> Work request: The full set of entries below should be transcribed exactly.

> Dataset extract:
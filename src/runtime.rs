//! Runtime abstraction layer for async operations
//!
//! Content fetches, registry loads and tile downloads are spawned through
//! this module so the UI thread never blocks. With the `tokio-runtime`
//! feature tasks go to the ambient tokio runtime, or to a small private one
//! when the caller is not inside a runtime (tests, plain egui main loops).
//! Without it every task gets its own thread with a current-thread runtime.

use std::pin::Pin;

use crate::prelude::Future;

type BoxedTask = Pin<Box<dyn Future<Output = ()> + Send + 'static>>;

/// A trait for spawning async tasks (object-safe version)
pub trait AsyncSpawner: Send + Sync + 'static {
    fn spawn_boxed(&self, future: BoxedTask) -> Box<dyn AsyncHandle>;
}

/// Handle to a spawned async task
pub trait AsyncHandle: Send + Sync {
    /// Check if the task is finished
    fn is_finished(&self) -> bool;

    /// Cancel the task
    fn cancel(&self);
}

/// Spawn a future on the global runtime
pub fn spawn<F>(future: F) -> Box<dyn AsyncHandle>
where
    F: Future<Output = ()> + Send + 'static,
{
    runtime().spawn_boxed(Box::pin(future))
}

/// Default spawner implementations
pub mod spawners {
    use super::*;

    #[cfg(feature = "tokio-runtime")]
    pub mod tokio_impl {
        use super::*;
        use ::tokio::runtime::{Builder, Handle, Runtime};
        use ::tokio::task::JoinHandle;
        use once_cell::sync::Lazy;

        /// Used only when a task is spawned from outside any tokio runtime
        static PRIVATE_RUNTIME: Lazy<Option<Runtime>> = Lazy::new(|| {
            match Builder::new_multi_thread()
                .worker_threads(2)
                .thread_name("campusmap-io")
                .enable_all()
                .build()
            {
                Ok(runtime) => Some(runtime),
                Err(e) => {
                    log::error!("failed to start the background runtime: {}", e);
                    None
                }
            }
        });

        /// Tokio-based async spawner
        pub struct TokioSpawner;

        impl AsyncSpawner for TokioSpawner {
            fn spawn_boxed(&self, future: BoxedTask) -> Box<dyn AsyncHandle> {
                let handle = match Handle::try_current() {
                    Ok(handle) => handle.spawn(future),
                    Err(_) => match PRIVATE_RUNTIME.as_ref() {
                        Some(runtime) => runtime.spawn(future),
                        None => return Box::new(super::Finished),
                    },
                };
                Box::new(TokioHandle(handle))
            }
        }

        struct TokioHandle(JoinHandle<()>);

        impl AsyncHandle for TokioHandle {
            fn is_finished(&self) -> bool {
                self.0.is_finished()
            }

            fn cancel(&self) {
                self.0.abort();
            }
        }
    }

    /// Runs each task to completion on its own OS thread
    pub struct ThreadSpawner;

    impl AsyncSpawner for ThreadSpawner {
        fn spawn_boxed(&self, future: BoxedTask) -> Box<dyn AsyncHandle> {
            let finished = std::sync::Arc::new(std::sync::atomic::AtomicBool::new(false));
            let flag = finished.clone();
            let spawned = std::thread::Builder::new()
                .name("campusmap-task".into())
                .spawn(move || {
                    // reqwest and tokio::fs need a reactor on the polling thread
                    match ::tokio::runtime::Builder::new_current_thread().enable_all().build() {
                        Ok(runtime) => runtime.block_on(future),
                        Err(e) => log::error!("failed to start a task runtime: {}", e),
                    }
                    flag.store(true, std::sync::atomic::Ordering::Release);
                });
            if let Err(e) = spawned {
                log::error!("failed to spawn task thread: {}", e);
                return Box::new(Finished);
            }
            Box::new(ThreadHandle(finished))
        }
    }

    struct ThreadHandle(std::sync::Arc<std::sync::atomic::AtomicBool>);

    impl AsyncHandle for ThreadHandle {
        fn is_finished(&self) -> bool {
            self.0.load(std::sync::atomic::Ordering::Acquire)
        }

        fn cancel(&self) {
            // Threads run to completion; results are dropped by the receiver
        }
    }

    /// Handle for a task that could not be started
    pub(super) struct Finished;

    impl AsyncHandle for Finished {
        fn is_finished(&self) -> bool {
            true
        }

        fn cancel(&self) {}
    }
}

/// Shared async helpers
pub mod async_utils {
    use std::sync::atomic::{AtomicUsize, Ordering};
    use std::sync::Arc;

    /// Non-blocking permit counter bounding concurrent downloads
    #[derive(Debug, Clone)]
    pub struct Semaphore {
        permits: Arc<AtomicUsize>,
        max_permits: usize,
    }

    impl Semaphore {
        pub fn new(permits: usize) -> Self {
            Self {
                permits: Arc::new(AtomicUsize::new(permits)),
                max_permits: permits,
            }
        }

        pub fn try_acquire(&self) -> bool {
            self.permits
                .fetch_update(Ordering::AcqRel, Ordering::Acquire, |p| p.checked_sub(1))
                .is_ok()
        }

        pub fn release(&self) {
            let max = self.max_permits;
            let _ = self
                .permits
                .fetch_update(Ordering::AcqRel, Ordering::Acquire, |p| {
                    (p < max).then_some(p + 1)
                });
        }

        pub fn available_permits(&self) -> usize {
            self.permits.load(Ordering::Acquire)
        }
    }
}

/// Global runtime instance
static RUNTIME: std::sync::OnceLock<Box<dyn AsyncSpawner>> = std::sync::OnceLock::new();

/// Get the global runtime spawner
pub fn runtime() -> &'static dyn AsyncSpawner {
    RUNTIME
        .get_or_init(|| {
            #[cfg(feature = "tokio-runtime")]
            {
                Box::new(spawners::tokio_impl::TokioSpawner)
            }

            #[cfg(not(feature = "tokio-runtime"))]
            {
                Box::new(spawners::ThreadSpawner)
            }
        })
        .as_ref()
}

#[cfg(test)]
mod tests {
    use super::async_utils::Semaphore;
    use super::*;

    #[test]
    fn test_semaphore_bounds() {
        let semaphore = Semaphore::new(2);
        assert!(semaphore.try_acquire());
        assert!(semaphore.try_acquire());
        assert!(!semaphore.try_acquire());

        semaphore.release();
        assert_eq!(semaphore.available_permits(), 1);

        semaphore.release();
        semaphore.release();
        assert_eq!(semaphore.available_permits(), 2);
    }

    #[test]
    fn test_spawn_outside_runtime_delivers() {
        let (tx, rx) = crossbeam_channel::bounded(1);
        spawn(async move {
            let _ = tx.send(42);
        });
        assert_eq!(rx.recv_timeout(std::time::Duration::from_secs(5)), Ok(42));
    }

    #[test]
    fn test_thread_spawner_provides_a_reactor() {
        let (tx, rx) = crossbeam_channel::bounded(1);
        let handle = spawners::ThreadSpawner.spawn_boxed(Box::pin(async move {
            ::tokio::time::sleep(::tokio::time::Duration::from_millis(5)).await;
            let _ = tx.send(7);
        }));
        assert_eq!(rx.recv_timeout(std::time::Duration::from_secs(5)), Ok(7));
        let deadline = std::time::Instant::now() + std::time::Duration::from_secs(1);
        while !handle.is_finished() && std::time::Instant::now() < deadline {
            std::thread::sleep(std::time::Duration::from_millis(5));
        }
        assert!(handle.is_finished());
    }

    #[cfg(feature = "tokio-runtime")]
    #[::tokio::test]
    async fn test_tokio_spawner() {
        let handle = spawn(async {
            ::tokio::time::sleep(::tokio::time::Duration::from_millis(10)).await;
        });

        assert!(!handle.is_finished());

        ::tokio::time::sleep(::tokio::time::Duration::from_millis(50)).await;
        assert!(handle.is_finished());
    }
}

> Response area:
filename src/runtime.rs
//! Runtime abstraction layer for async operations
//!
//! Content fetches, registry loads and tile downloads are spawned through
//! this module so the UI thread never blocks. With the `tokio-runtime`
//! feature tasks go to the ambient tokio runtime, or to a small private one
//! when the caller is not inside a runtime (tests, plain egui main loops).
//! Without it every task gets its own thread with a current-thread runtime.

use std::pin::Pin;

use crate::prelude::Future;

type BoxedTask = Pin<Box<dyn Future<Output = ()> + Send + 'static>>;

/// A trait for spawning async tasks (object-safe version)
pub trait AsyncSpawner: Send + Sync + 'static {
    fn spawn_boxed(&self, future: BoxedTask) -> Box<dyn AsyncHandle>;
}

/// Handle to a spawned async task
pub trait AsyncHandle: Send + Sync {
    /// Check if the task is finished
    fn is_finished(&self) -> bool;

    /// Cancel the task
    fn cancel(&self);
}

/// Spawn a future on the global runtime
pub fn spawn<F>(future: F) -> Box<dyn AsyncHandle>
where
    F: Future<Output = ()> + Send + 'static,
{
    runtime().spawn_boxed(Box::pin(future))
}

/// Default spawner implementations
pub mod spawners {
    use super::*;

    #[cfg(feature = "tokio-runtime")]
    pub mod tokio_impl {
        use super::*;
        use ::tokio::runtime::{Builder, Handle, Runtime};
        use ::tokio::task::JoinHandle;
        use once_cell::sync::Lazy;

        /// Used only when a task is spawned from outside any tokio runtime
        static PRIVATE_RUNTIME: Lazy<Option<Runtime>> = Lazy::new(|| {
            match Builder::new_multi_thread()
                .worker_threads(2)
                .thread_name("campusmap-io")
                .enable_all()
                .build()
            {
                Ok(runtime) => Some(runtime),
                Err(e) => {
                    log::error!("failed to start the background runtime: {}", e);
                    None
                }
            }
        });

        /// Tokio-based async spawner
        pub struct TokioSpawner;

        impl AsyncSpawner for TokioSpawner {
            fn spawn_boxed(&self, future: BoxedTask) -> Box<dyn AsyncHandle> {
                let handle = match Handle::try_current() {
                    Ok(handle) => handle.spawn(future),
                    Err(_) => match PRIVATE_RUNTIME.as_ref() {
                        Some(runtime) => runtime.spawn(future),
                        None => return Box::new(super::Finished),
                    },
                };
                Box::new(TokioHandle(handle))
            }
        }

        struct TokioHandle(JoinHandle<()>);

        impl AsyncHandle for TokioHandle {
            fn is_finished(&self) -> bool {
                self.0.is_finished()
            }

            fn cancel(&self) {
                self.0.abort();
            }
        }
    }

    /// Runs each task to completion on its own OS thread
    pub struct ThreadSpawner;

    impl AsyncSpawner for ThreadSpawner {
        fn spawn_boxed(&self, future: BoxedTask) -> Box<dyn AsyncHandle> {
            let finished = std::sync::Arc::new(std::sync::atomic::AtomicBool::new(false));
            let flag = finished.clone();
            let spawned = std::thread::Builder::new()
                .name("campusmap-task".into())
                .spawn(move || {
                    // reqwest and tokio::fs need a reactor on the polling thread
                    match ::tokio::runtime::Builder::new_current_thread().enable_all().build() {
                        Ok(runtime) => runtime.block_on(future),
                        Err(e) => log::error!("failed to start a task runtime: {}", e),
                    }
                    flag.store(true, std::sync::atomic::Ordering::Release);
                });
            if let Err(e) = spawned {
                log::error!("failed to spawn task thread: {}", e);
                return Box::new(Finished);
            }
            Box::new(ThreadHandle(finished))
        }
    }

    struct ThreadHandle(std::sync::Arc<std::sync::atomic::AtomicBool>);

    impl AsyncHandle for ThreadHandle {
        fn is_finished(&self) -> bool {
            self.0.load(std::sync::atomic::Ordering::Acquire)
        }

        fn cancel(&self) {
            // Threads run to completion; results are dropped by the receiver
        }
    }

    /// Handle for a task that could not be started
    pub(super) struct Finished;

    impl AsyncHandle for Finished {
        fn is_finished(&self) -> bool {
            true
        }

        fn cancel(&self) {}
    }
}

/// Shared async helpers
pub mod async_utils {
    use std::sync::atomic::{AtomicUsize, Ordering};
    use std::sync::Arc;

    /// Non-blocking permit counter bounding concurrent downloads
    #[derive(Debug, Clone)]
    pub struct Semaphore {
        permits: Arc<AtomicUsize>,
        max_permits: usize,
    }

    impl Semaphore {
        pub fn new(permits: usize) -> Self {
            Self {
                permits: Arc::new(AtomicUsize::new(permits)),
                max_permits: permits,
            }
        }

        pub fn try_acquire(&self) -> bool {
            self.permits
                .fetch_update(Ordering::AcqRel, Ordering::Acquire, |p| p.checked_sub(1))
                .is_ok()
        }

        pub fn release(&self) {
            let max = self.max_permits;
            let _ = self
                .permits
                .fetch_update(Ordering::AcqRel, Ordering::Acquire, |p| {
                    (p < max).then_some(p + 1)
                });
        }

        pub fn available_permits(&self) -> usize {
            self.permits.load(Ordering::Acquire)
        }
    }
}

/// Global runtime instance
static RUNTIME: std::sync::OnceLock<Box<dyn AsyncSpawner>> = std::sync::OnceLock::new();

/// Get the global runtime spawner
pub fn runtime() -> &'static dyn AsyncSpawner {
    RUNTIME
        .get_or_init(|| {
            #[cfg(feature = "tokio-runtime")]
            {
                Box::new(spawners::tokio_impl::TokioSpawner)
            }

            #[cfg(not(feature = "tokio-runtime"))]
            {
                Box::new(spawners::ThreadSpawner)
            }
        })
        .as_ref()
}

#[cfg(test)]
mod tests {
    use super::async_utils::Semaphore;
    use super::*;

    #[test]
    fn test_semaphore_bounds() {
        let semaphore = Semaphore::new(2);
        assert!(semaphore.try_acquire());
        assert!(semaphore.try_acquire());
        assert!(!semaphore.try_acquire());

        semaphore.release();
        assert_eq!(semaphore.available_permits(), 1);

        semaphore.release();
        semaphore.release();
        assert_eq!(semaphore.available_permits(), 2);
    }

    #[test]
    fn test_spawn_outside_runtime_delivers() {
        let (tx, rx) = crossbeam_channel::bounded(1);
        spawn(async move {
            let _ = tx.send(42);
        });
        assert_eq!(rx.recv_timeout(std::time::Duration::from_secs(5)), Ok(42));
    }

    #[test]
    fn test_thread_spawner_provides_a_reactor() {
        let (tx, rx) = crossbeam_channel::bounded(1);
        let handle = spawners::ThreadSpawner.spawn_boxed(Box::pin(async move {
            ::tokio::time::sleep(::tokio::time::Duration::from_millis(5)).await;
            let _ = tx.send(7);
        }));
        assert_eq!(rx.recv_timeout(std::time::Duration::from_secs(5)), Ok(7));
        let deadline = std::time::Instant::now() + std::time::Duration::from_secs(1);
        while !handle.is_finished() && std::time::Instant::now() < deadline {
            std::thread::sleep(std::time::Duration::from_millis(5));
        }
        assert!(handle.is_finished());
    }

    #[cfg(feature = "tokio-runtime")]
    #[::tokio::test]
    async fn test_tokio_spawner() {
        let handle = spawn(async {
            ::tokio::time::sleep(::tokio::time::Duration::from_millis(10)).await;
        });

        assert!(!handle.is_finished());

        ::tokio::time::sleep(::tokio::time::Duration::from_millis(50)).await;
        assert!(handle.is_finished());
    }
}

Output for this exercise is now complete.